Two weeks in I noticed the pieces of stale bread I'd thrown in were covered in blue fluff, and pulled them all out in a panic. Decomposition is a perfectly normal part of the process of decay, however, making the organic matter more edible, so don't be alarmed by any peculiar processes taking place.
One lesson I've learned is that it pays to get a lot of worms - the more you have, the quicker the recycling. So while I wait for my worms to get up to speed, I'll keep taking notes and making observations, and will report back in a few months' time on the progress of my wriggly workforce.
Other wormeries for your apartment (prices exclude postage)
The OvO is an ideal way to get started on a small scale or to educate children about the benefits of vermicomposting. This small plastic globe is a self-watering plant pot as well as a wormery, and comes complete with two soil biscuits and a packet of composting worms. Add water to the soil biscuits, worms to the soil, and vegetable scraps to the worms then watch them go. Cordon off the centre of the OvO with a toilet-roll tube to create a fertile place to germinate seeds.

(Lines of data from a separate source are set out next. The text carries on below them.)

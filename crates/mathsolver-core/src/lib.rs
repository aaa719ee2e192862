//! # mathsolver-core
//!
//! Transcript, tool registry and agent dispatch for the math problem solver.
//!
//! ## Architecture
//!
//! ```text
//! ┌──────────────────────────────────────────────────────────────┐
//! │  ChatSession::submit                                         │
//! │   Transcript ──► Agent ──► DecisionLoop ──► ToolRegistry     │
//! │                              │                               │
//! │                              └──► LlmProvider (Strategy)     │
//! └──────────────────────────────────────────────────────────────┘
//! ```
//!
//! The `DecisionLoop` trait keeps tool selection out of the dispatcher;
//! `ReactLoop` is the default implementation.

pub mod error;
pub mod event;
pub mod message;
pub mod provider;
pub mod reasoning;
pub mod session;
pub mod tool;
pub mod transcript;

pub use error::{AgentError, Result, ToolError};
pub use event::{AgentEvent, AgentRun, AgentStep, EventSink};
pub use message::{Message, Role};
pub use provider::{GenerationOptions, LlmProvider};
pub use reasoning::{Agent, AgentBuilder, AgentConfig, DecisionLoop, ReactLoop};
pub use session::{ChatSession, SessionHandle, SessionId, SessionStore, TurnOutcome};
pub use tool::{Tool, ToolKind, ToolRegistry, ToolSchema};
pub use transcript::{RenderedMessage, Transcript};
//! Expression Evaluator
//!
//! Evaluates the single-line arithmetic expressions the calculator prompt
//! asks the model to produce.
//!
//! Supported: numbers (`12`, `3.5`, `1e-3`), `+ - * / %`, `**` and `^` for
//! powers (right associative), unary signs, parentheses, the constants
//! `pi` and `e`, and one-argument functions (`sqrt`, `abs`, `exp`, `log`,
//! `log10`, `sin`, `cos`, `tan`, `arcsin`, `arccos`, `arctan`, `floor`,
//! `ceil`, `round`).

use crate::error::{ExpressionError, Result};

#[derive(Clone, Debug, PartialEq)]
enum Token {
    Number(f64),
    Ident(String),
    Plus,
    Minus,
    Star,
    Slash,
    Percent,
    Pow,
    LParen,
    RParen,
    Comma,
}

impl std::fmt::Display for Token {
    fn fmt(&self, f: &mut std::fmt::Formatter<'_>) -> std::fmt::Result {
        match self {
            Self::Number(n) => write!(f, "{n}"),
            Self::Ident(name) => write!(f, "{name}"),
            Self::Plus => write!(f, "+"),
            Self::Minus => write!(f, "-"),
            Self::Star => write!(f, "*"),
            Self::Slash => write!(f, "/"),
            Self::Percent => write!(f, "%"),
            Self::Pow => write!(f, "**"),
            Self::LParen => write!(f, "("),
            Self::RParen => write!(f, ")"),
            Self::Comma => write!(f, ","),
        }
    }
}

fn tokenize(input: &str) -> Result<Vec<Token>> {
    let chars: Vec<char> = input.chars().collect();
    let mut tokens = Vec::new();
    let mut i = 0;

    while i < chars.len() {
        let c = chars[i];
        match c {
            c if c.is_whitespace() => i += 1,
            '0'..='9' | '.' => {
                let start = i;
                while i < chars.len() && (chars[i].is_ascii_digit() || chars[i] == '.') {
                    i += 1;
                }
                // scientific notation
                if i < chars.len() && (chars[i] == 'e' || chars[i] == 'E') {
                    let mut j = i + 1;
                    if j < chars.len() && (chars[j] == '+' || chars[j] == '-') {
                        j += 1;
                    }
                    if j < chars.len() && chars[j].is_ascii_digit() {
                        i = j;
                        while i < chars.len() && chars[i].is_ascii_digit() {
                            i += 1;
                        }
                    }
                }
                let literal: String = chars[start..i].iter().collect();
                let value = literal
                    .parse::<f64>()
                    .map_err(|_| ExpressionError::UnexpectedToken(literal.clone()))?;
                tokens.push(Token::Number(value));
            }
            c if c.is_ascii_alphabetic() || c == '_' => {
                let start = i;
                while i < chars.len() && (chars[i].is_ascii_alphanumeric() || chars[i] == '_') {
                    i += 1;
                }
                tokens.push(Token::Ident(chars[start..i].iter().collect()));
            }
            '*' if chars.get(i + 1) == Some(&'*') => {
                tokens.push(Token::Pow);
                i += 2;
            }
            _ => {
                let token = match c {
                    '+' => Token::Plus,
                    '-' => Token::Minus,
                    '*' | '×' => Token::Star,
                    '/' | '÷' => Token::Slash,
                    '%' => Token::Percent,
                    '^' => Token::Pow,
                    '(' => Token::LParen,
                    ')' => Token::RParen,
                    ',' => Token::Comma,
                    ch => return Err(ExpressionError::UnexpectedChar { ch, pos: i }),
                };
                tokens.push(token);
                i += 1;
            }
        }
    }

    Ok(tokens)
}

struct Parser {
    tokens: Vec<Token>,
    pos: usize,
}

impl Parser {
    fn peek(&self) -> Option<&Token> {
        self.tokens.get(self.pos)
    }

    fn next(&mut self) -> Option<Token> {
        let token = self.tokens.get(self.pos).cloned();
        self.pos += 1;
        token
    }

    fn expect(&mut self, expected: &Token) -> Result<()> {
        match self.next() {
            Some(ref t) if t == expected => Ok(()),
            Some(t) => Err(ExpressionError::UnexpectedToken(t.to_string())),
            None => Err(ExpressionError::UnexpectedEnd),
        }
    }

    // expr := term (('+' | '-') term)*
    fn expr(&mut self) -> Result<f64> {
        let mut value = self.term()?;
        loop {
            match self.peek() {
                Some(Token::Plus) => {
                    self.pos += 1;
                    value += self.term()?;
                }
                Some(Token::Minus) => {
                    self.pos += 1;
                    value -= self.term()?;
                }
                _ => return Ok(value),
            }
        }
    }

    // term := unary (('*' | '/' | '%') unary)*
    fn term(&mut self) -> Result<f64> {
        let mut value = self.unary()?;
        loop {
            match self.peek() {
                Some(Token::Star) => {
                    self.pos += 1;
                    value *= self.unary()?;
                }
                Some(Token::Slash) => {
                    self.pos += 1;
                    let rhs = self.unary()?;
                    if rhs == 0.0 {
                        return Err(ExpressionError::DivisionByZero);
                    }
                    value /= rhs;
                }
                Some(Token::Percent) => {
                    self.pos += 1;
                    let rhs = self.unary()?;
                    if rhs == 0.0 {
                        return Err(ExpressionError::DivisionByZero);
                    }
                    // Floored: the result takes the sign of the divisor
                    value -= rhs * (value / rhs).floor();
                }
                _ => return Ok(value),
            }
        }
    }

    // unary := ('+' | '-') unary | power
    fn unary(&mut self) -> Result<f64> {
        match self.peek() {
            Some(Token::Minus) => {
                self.pos += 1;
                Ok(-self.unary()?)
            }
            Some(Token::Plus) => {
                self.pos += 1;
                self.unary()
            }
            _ => self.power(),
        }
    }

    // power := primary ('**' unary)?
    fn power(&mut self) -> Result<f64> {
        let base = self.primary()?;
        if self.peek() == Some(&Token::Pow) {
            self.pos += 1;
            let exponent = self.unary()?;
            return Ok(base.powf(exponent));
        }
        Ok(base)
    }

    fn primary(&mut self) -> Result<f64> {
        match self.next() {
            Some(Token::Number(n)) => Ok(n),
            Some(Token::LParen) => {
                let value = self.expr()?;
                self.expect(&Token::RParen)?;
                Ok(value)
            }
            Some(Token::Ident(name)) => {
                if self.peek() == Some(&Token::LParen) {
                    self.pos += 1;
                    let args = self.arguments()?;
                    call(&name, &args)
                } else {
                    constant(&name)
                }
            }
            Some(t) => Err(ExpressionError::UnexpectedToken(t.to_string())),
            None => Err(ExpressionError::UnexpectedEnd),
        }
    }

    fn arguments(&mut self) -> Result<Vec<f64>> {
        let mut args = Vec::new();
        if self.peek() == Some(&Token::RParen) {
            self.pos += 1;
            return Ok(args);
        }
        loop {
            args.push(self.expr()?);
            match self.next() {
                Some(Token::Comma) => {}
                Some(Token::RParen) => return Ok(args),
                Some(t) => return Err(ExpressionError::UnexpectedToken(t.to_string())),
                None => return Err(ExpressionError::UnexpectedEnd),
            }
        }
    }
}

fn constant(name: &str) -> Result<f64> {
    match name {
        "pi" => Ok(std::f64::consts::PI),
        "e" => Ok(std::f64::consts::E),
        _ => Err(ExpressionError::UnknownName(name.to_string())),
    }
}

fn call(name: &str, args: &[f64]) -> Result<f64> {
    let f: fn(f64) -> f64 = match name {
        "sqrt" => f64::sqrt,
        "abs" => f64::abs,
        "exp" => f64::exp,
        "log" => f64::ln,
        "log10" => f64::log10,
        "sin" => f64::sin,
        "cos" => f64::cos,
        "tan" => f64::tan,
        "arcsin" => f64::asin,
        "arccos" => f64::acos,
        "arctan" => f64::atan,
        "floor" => f64::floor,
        "ceil" => f64::ceil,
        "round" => f64::round,
        _ => return Err(ExpressionError::UnknownName(name.to_string())),
    };

    match args {
        [x] => Ok(f(*x)),
        _ => Err(ExpressionError::Arity {
            name: name.to_string(),
            expected: 1,
            got: args.len(),
        }),
    }
}

/// Evaluate an expression to a number
pub fn evaluate(input: &str) -> Result<f64> {
    let tokens = tokenize(input)?;
    if tokens.is_empty() {
        return Err(ExpressionError::UnexpectedEnd);
    }

    let mut parser = Parser { tokens, pos: 0 };
    let value = parser.expr()?;
    if let Some(extra) = parser.peek() {
        return Err(ExpressionError::UnexpectedToken(extra.to_string()));
    }
    if !value.is_finite() {
        return Err(ExpressionError::NonFinite);
    }
    Ok(value)
}

/// Render a result the way a person would write it: integral values
/// without a trailing `.0`.
#[allow(clippy::cast_possible_truncation)]
pub fn format_number(value: f64) -> String {
    if value.fract() == 0.0 && value.abs() < 1e15 {
        format!("{}", value as i64)
    } else {
        format!("{value}")
    }
}

#[cfg(test)]
mod tests {
    use super::*;

    fn eval(expr: &str) -> f64 {
        evaluate(expr).unwrap()
    }

    #[test]
    fn test_arithmetic() {
        assert!((eval("2 + 2") - 4.0).abs() < f64::EPSILON);
        assert!((eval("10 * 5") - 50.0).abs() < f64::EPSILON);
        assert!((eval("(2 + 3) * 4") - 20.0).abs() < f64::EPSILON);
        assert!((eval("2 ^ 8") - 256.0).abs() < f64::EPSILON);
        assert!((eval("2 ** 3 ** 2") - 512.0).abs() < f64::EPSILON);
        assert!((eval("7 % 3") - 1.0).abs() < f64::EPSILON);
    }

    #[test]
    fn test_modulo_follows_divisor_sign() {
        assert!((eval("7 % -3") + 2.0).abs() < f64::EPSILON);
        assert!((eval("-7 % 3") - 2.0).abs() < f64::EPSILON);
        assert!((eval("-7 % -3") + 1.0).abs() < f64::EPSILON);
        assert!((eval("7.5 % 2") - 1.5).abs() < f64::EPSILON);
    }

    #[test]
    fn test_precedence_and_signs() {
        assert!((eval("1 + 2 * 3") - 7.0).abs() < f64::EPSILON);
        assert!((eval("-2 ** 2") + 4.0).abs() < f64::EPSILON);
        assert!((eval("2 ** -1") - 0.5).abs() < f64::EPSILON);
        assert!((eval("10 - 4 - 3") - 3.0).abs() < f64::EPSILON);
    }

    #[test]
    fn test_fruit_problem() {
        // bananas + grapes + apples + blueberries
        assert!((eval("(5 - 2) + (7 - 3) + 12 + 2 * 25") - 69.0).abs() < f64::EPSILON);
    }

    #[test]
    fn test_functions_and_constants() {
        assert!((eval("sqrt(16) + 5") - 9.0).abs() < f64::EPSILON);
        assert!((eval("sin(pi / 2)") - 1.0).abs() < 1e-12);
        assert!((eval("1.5e3") - 1500.0).abs() < f64::EPSILON);
        assert!((eval("37593**(1/5)") - 8.222_831_614_237_718).abs() < 1e-9);
    }

    #[test]
    fn test_errors() {
        assert_eq!(evaluate("1 / 0"), Err(ExpressionError::DivisionByZero));
        assert_eq!(evaluate(""), Err(ExpressionError::UnexpectedEnd));
        assert_eq!(evaluate("2 +"), Err(ExpressionError::UnexpectedEnd));
        assert_eq!(evaluate("bananas + 2"), Err(ExpressionError::UnknownName("bananas".into())));
        assert!(matches!(evaluate("2 $ 2"), Err(ExpressionError::UnexpectedChar { ch: '$', .. })));
        assert!(matches!(evaluate("sqrt(1, 2)"), Err(ExpressionError::Arity { got: 2, .. })));
        assert_eq!(evaluate("(1 + 2"), Err(ExpressionError::UnexpectedEnd));
        assert_eq!(evaluate("1 2"), Err(ExpressionError::UnexpectedToken("2".into())));
    }

    #[test]
    fn test_format_number() {
        assert_eq!(format_number(4.0), "4");
        assert_eq!(format_number(-12.0), "-12");
        assert_eq!(format_number(0.5), "0.5");
        assert_eq!(format_number(2_518_731.0), "2518731");
    }
}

Price: £16.98; www.beecycle.co.uk
Original Organics Original Wormery
This family-sized kit consists of a 100-litre bucket that comes with compost bedding, 150 junior and baby tiger worms and a calcified seaweed-lime mix to control pH levels. It's simply a case of opening the lid and dropping in your waste; there is a compression seal in case you're worried about odour and a tap to harvest the liquid feed. A 35-litre Midi Wormery is available for skinny couples or singletons.
Price: £51; www.originalorganics.co.uk
The Worm Works
Stack-system wormery that comes with three, four or five trays, collection tray and tap for liquid. Includes coir bedding, two packets of tiger worms and 2kg of lime mix. Can be used inside or outside.
Price: £89; www.thewormworks.net
Wiggly Wigglers Worm Café
An update of the classic Wiggly Wigglers Can-O-Worms, the Worm Café's hinged lid makes feeding your worms even easier. Ideally for outside use, the four-tray system is raised off the ground, and the recommended start-up kit includes a bedding block, 500g (approximately 1,000) of mixed tiger and dendrobaenas, 2kg of lime mix, 2kg of worm treat and a moisture mat.